結合聚乳酸-羥基乙酸共聚物（PLGA）、改性后的氫氧化鎂（mMH）、細胞外基質（ECM）各自的優點，Lee 等[86]制備的摻入了氧化鋅/阿侖膦酸鈉/BMP2 納米顆粒的仿生PLGA/mMH/ECM 復合材料在抗炎、促血管生成、抗破骨細胞生成和骨再生方面表現出了良好的多功能活性，結合RNA 測序技術，采用Western blot、PCR、ELISA 檢測發現，由于該材料引起NO 的持續釋放，誘導了可溶性鳥苷酸環化酶（soluble guanylate cyclase，sGC）激活，使cGMP 和PKG 等信號分子上調，導致VEGF 和HIF-1α 的高表達，下調了DKK-1 的表達，激活了NO/cGMP 和Wnt/β-catenin 信號通路產生了有利于骨再生的一系列生理過程。

3 小結

現今的多種骨修復材料是繼自體骨、同種異體骨后，對骨缺損修復有效的植入替代物，通過對各種骨修復材料的改性與結構設計，使其有望在臨床實踐中得到廣泛應用。

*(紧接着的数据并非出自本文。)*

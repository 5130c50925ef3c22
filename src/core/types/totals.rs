use std::collections::BTreeMap;
use std::fmt;
use std::iter::Sum;

use serde::{Serialize, Serializer};

use crate::types::{MutantOutcome, StatusCategory};

/// A mutation score, or the sentinel for "no mutant was eligible"
#[derive(Debug, Clone, Copy, PartialEq)]
pub enum MutationScore {
    Score(f64),
    NotApplicable,
}

impl MutationScore {
    fn ratio(numerator: usize, denominator: usize) -> Self {
        if denominator > 0 {
            MutationScore::Score(numerator as f64 * 100.0 / denominator as f64)
        } else {
            MutationScore::NotApplicable
        }
    }

    pub fn value(self) -> Option<f64> {
        match self {
            MutationScore::Score(score) => Some(score),
            MutationScore::NotApplicable => None,
        }
    }

    pub fn is_applicable(self) -> bool {
        self.value().is_some()
    }
}

impl fmt::Display for MutationScore {
    fn fmt(&self, f: &mut fmt::Formatter<'_>) -> fmt::Result {
        match self {
            MutationScore::Score(score) => write!(f, "{score:.2}"),
            MutationScore::NotApplicable => f.write_str("N/A"),
        }
    }
}

impl Serialize for MutationScore {
    fn serialize<S>(&self, serializer: S) -> Result<S::Ok, S::Error>
    where
        S: Serializer,
    {
        self.value().serialize(serializer)
    }
}

/// Per-status counts and the scores derived from them.
///
/// Values are only produced by aggregation or merging, so the derived
/// figures always agree with the counts.
#[derive(Debug, Clone, PartialEq, Serialize)]
#[serde(rename_all = "camelCase")]
pub struct Totals {
    counts: BTreeMap<StatusCategory, usize>,
    killed: usize,
    survived: usize,
    timeout: usize,
    no_coverage: usize,
    runtime_errors: usize,
    compile_errors: usize,
    other: usize,
    total_detected: usize,
    total_undetected: usize,
    total_covered: usize,
    total_valid: usize,
    total_invalid: usize,
    total_mutants: usize,
    mutation_score: MutationScore,
    mutation_score_based_on_covered_code: MutationScore,
}

impl Totals {
    /// Count outcomes by status. Never fails; an empty input gives zero
    /// counts and a not-applicable score.
    pub fn aggregate<'a, I>(outcomes: I) -> Self
    where
        I: IntoIterator<Item = &'a MutantOutcome>,
    {
        let mut counts = zero_counts();
        for outcome in outcomes {
            *counts.entry(outcome.status.category()).or_default() += 1;
        }
        Self::from_counts(counts)
    }

    /// Combine the totals of disjoint outcome sets
    pub fn merge(&self, other: &Totals) -> Self {
        let mut counts = self.counts.clone();
        for (category, count) in &other.counts {
            *counts.entry(*category).or_default() += count;
        }
        Self::from_counts(counts)
    }

    fn from_counts(counts: BTreeMap<StatusCategory, usize>) -> Self {
        let count = |category: StatusCategory| counts.get(&category).copied().unwrap_or(0);
        let killed = count(StatusCategory::Killed);
        let survived = count(StatusCategory::Survived);
        let timeout = count(StatusCategory::Timeout);
        let no_coverage = count(StatusCategory::NoCoverage);
        let runtime_errors = count(StatusCategory::RuntimeError);
        let compile_errors = count(StatusCategory::CompileError);
        let other = count(StatusCategory::Other);

        let total_detected = killed + timeout;
        let total_undetected = survived + no_coverage;
        let total_covered = total_detected + survived;
        let total_valid = total_detected + total_undetected;
        let total_invalid = runtime_errors + compile_errors + other;

        Self {
            killed,
            survived,
            timeout,
            no_coverage,
            runtime_errors,
            compile_errors,
            other,
            total_detected,
            total_undetected,
            total_covered,
            total_valid,
            total_invalid,
            total_mutants: total_valid + total_invalid,
            mutation_score: MutationScore::ratio(total_detected, total_valid),
            mutation_score_based_on_covered_code: MutationScore::ratio(
                total_detected,
                total_covered,
            ),
            counts,
        }
    }

    /// Count for every known category, in column order
    pub fn counts(&self) -> &BTreeMap<StatusCategory, usize> {
        &self.counts
    }

    pub fn count(&self, category: StatusCategory) -> usize {
        self.counts.get(&category).copied().unwrap_or(0)
    }

    pub fn killed(&self) -> usize {
        self.killed
    }

    pub fn survived(&self) -> usize {
        self.survived
    }

    pub fn timeout(&self) -> usize {
        self.timeout
    }

    pub fn no_coverage(&self) -> usize {
        self.no_coverage
    }

    pub fn runtime_errors(&self) -> usize {
        self.runtime_errors
    }

    pub fn compile_errors(&self) -> usize {
        self.compile_errors
    }

    /// Statuses the report schema did not know about when this was built
    pub fn other(&self) -> usize {
        self.other
    }

    pub fn total_detected(&self) -> usize {
        self.total_detected
    }

    pub fn total_undetected(&self) -> usize {
        self.total_undetected
    }

    pub fn total_covered(&self) -> usize {
        self.total_covered
    }

    pub fn total_valid(&self) -> usize {
        self.total_valid
    }

    pub fn total_invalid(&self) -> usize {
        self.total_invalid
    }

    pub fn total_mutants(&self) -> usize {
        self.total_mutants
    }

    pub fn mutation_score(&self) -> MutationScore {
        self.mutation_score
    }

    pub fn mutation_score_based_on_covered_code(&self) -> MutationScore {
        self.mutation_score_based_on_covered_code
    }
}

impl Default for Totals {
    fn default() -> Self {
        Self::from_counts(zero_counts())
    }
}

impl<'a> Sum<&'a Totals> for Totals {
    fn sum<I: Iterator<Item = &'a Totals>>(iter: I) -> Self {
        iter.fold(Totals::default(), |acc, totals| acc.merge(totals))
    }
}

fn zero_counts() -> BTreeMap<StatusCategory, usize> {
    StatusCategory::all().map(|category| (category, 0)).collect()
}
use std::path::PathBuf;

use clap::{Parser, Subcommand};

#[derive(Parser, Debug)]
#[command(version, about, long_about = None)]
pub struct Args {
    /// All relative paths will be interpreted relative to this directory.
    #[arg(long, global = true)]
    pub cwd: Option<String>,

    /// Logging level (overrides config). One of: trace, debug, info, warn, error
    #[arg(long = "log.level", global = true)]
    pub log_level: Option<String>,

    /// Logging color control: "on" to force colors, "off" to disable; omit for auto
    #[arg(long = "log.color", global = true)]
    pub log_color: Option<String>,

    /// Comma-separated globs; matching report files are left out of the tree.
    /// Extends config `ignore` if provided.
    #[arg(long, global = true)]
    pub ignore: Option<String>,

    /// Scores at or above this are shown as good.
    /// Replaces config [thresholds].high and the report's own value.
    #[arg(long = "thresholds.high", global = true)]
    pub thresholds_high: Option<f64>,

    /// Scores below this are shown as bad.
    /// Replaces config [thresholds].low and the report's own value.
    #[arg(long = "thresholds.low", global = true)]
    pub thresholds_low: Option<f64>,

    #[command(subcommand)]
    pub command: Commands,
}

#[derive(Subcommand, Debug)]
pub enum Commands {
    /// Show the totals table of the report root or of one file or directory
    Totals(TotalsArgs),

    /// Show the whole result tree, with single-child directories collapsed
    Rows(RowsArgs),

    /// Print various information
    Print {
        #[command(subcommand)]
        command: PrintArgs,
    },
}

/// Arguments for the totals command
#[derive(Parser, Debug)]
pub struct TotalsArgs {
    /// Mutation testing report (JSON)
    #[arg(value_name = "REPORT")]
    pub report: PathBuf,

    /// Path of the file or directory to show, relative to the report root
    #[arg(long)]
    pub path: Option<String>,

    /// Output format: "table" (default) or "json"
    #[arg(long, default_value = "table")]
    pub format: String,
}

/// Arguments for the rows command
#[derive(Parser, Debug)]
pub struct RowsArgs {
    /// Mutation testing report (JSON)
    #[arg(value_name = "REPORT")]
    pub report: PathBuf,

    /// Output format: "table" (default) or "json"
    #[arg(long, default_value = "table")]
    pub format: String,
}

/// Arguments for the print command
#[derive(Subcommand, Debug)]
pub enum PrintArgs {
    /// Print the effective global configuration
    Config(PrintConfigArgs),
}

/// Arguments for the print config subcommand
#[derive(Parser, Debug)]
pub struct PrintConfigArgs {
    /// Output format: "table" (default) or "json"
    #[arg(long, default_value = "table")]
    pub format: String,
}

同時研究發現MAPK 信號通路、PI3K/AKT 信號通路、AMPK 信號通路、TGF-β 超家族信號通路、Wnt 信號通路、Hippo 信號通路、NF-κB 信號通路、Notch信號通路、JAK/STAT 信號通路、Hedgehog 信號通路、整合素信號通路等許多分子通路機制都參與了骨修復材料促骨再生過程，對骨修復材料如何促進成骨分化起著主要調控作用。雖然骨修復材料促成骨作用具有復雜的分子機理，各種信號通路相互交錯構成一個調控網絡，但信號通路與信號通路之間，分子與分子之間，可能存在共通點，這可以作為今后研究的突破點。并且目前骨修復材料促成骨機制方面的研究對象多集中于各種負載生物活性因子的復合材料，對單一材料具體促成骨作用信號通路的探索相對較少，且對于骨修復材料在促成骨過程中與免疫環境的改善、促血管化等方面的串擾機制所關注的較少，增加骨修復材料對體內微環境影響的關注更有利于理解其促進成骨作用的分子機制。

骨修復材料的靈活設計與體內外促成骨研究在今后依然是熱門研究領域，但對于其促成骨作用具體機制的許多細節還有待進一步深入研究與闡述。本文中所介紹的相關信號通路和骨修復材料促成骨機制的研究實例可以為今后的研究提供一些新的切入點與參考，有助于深入了解骨修復材料促成骨作用背后的分子機制，為其精準設計與臨床應用鋪平道路。未來進一步闡明涉及各信號通路激活的詳細機制，并確定其在骨修復材料促進成骨中的具體作用，可以為骨組織工程中生物材料的研究帶來新的突破，揭示骨修復材料在促進成骨分化過程中的作用機制與規律將會是未來骨修復材料研究所關注的重點。